I am often told by people I have nothing to worry or be sad about. Which is true, I even admit this! I am healthy (relatively I do have podge), I have a lovely boyfriend, a job, a career and a gorgeous new flat. As you can see, very little to be low about!
However, I am often sad for no apparent reason, I worry about nearly everything. Even small things that I am sure most people would not even think twice about. For instance, paying at till with a sales assistant for an item I would like to purchase, or having to find something else to buy as I don’t feel comfortable only buying one item!
So, for some random reason, today I decided to start a blog to write about my good days, bad days, past experiences and any other thought that may pop into my odd head. I will try hard to make it as light-hearted as possible – depression isn’t exactly the lightest of topics.
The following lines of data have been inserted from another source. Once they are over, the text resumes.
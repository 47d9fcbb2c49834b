//! Built-in drivers.
//!
//! This crate ships exactly one: [`c::CDriver`], a minimal worked example
//! of the [`crate::driver::Driver`] trait. It is deliberately thin — its
//! compiler invocation is fixed to a bare `cc -c`/`cc -o` command line, not
//! a configurable toolchain (flags beyond `cflags`/`ldflags` passthrough
//! are out of scope, per spec.md).

pub mod c;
I thought I would start with a brief overview of myself. I am 29, live with my boyfriend in Cambridge UK and as of writing this I am technically a Tax/Accounts Assistant. Though I have now not been into work since about the beginning of December and in my current state I don’t think I am in any frame of mind to be trusted with people’s tax returns! My work have been so very supportive, however I am contemplating leaving soon as the guilt I suffer every day I am not in lingers over me like a dark cloud. Saying this, I am not intending to just sit around at home every day. I have every intention of getting another job – but maybe something with far less responsibility and possibly working from home where my anxieties won’t get the better of me.
My plan is to write a small blog every day about a topic I care about, a musing or just a review of my day. I am hoping this will be cathartic to both myself and any other depression sufferers. You are not alone, and although the people closest to you may not understand, there are people who feel the same as you.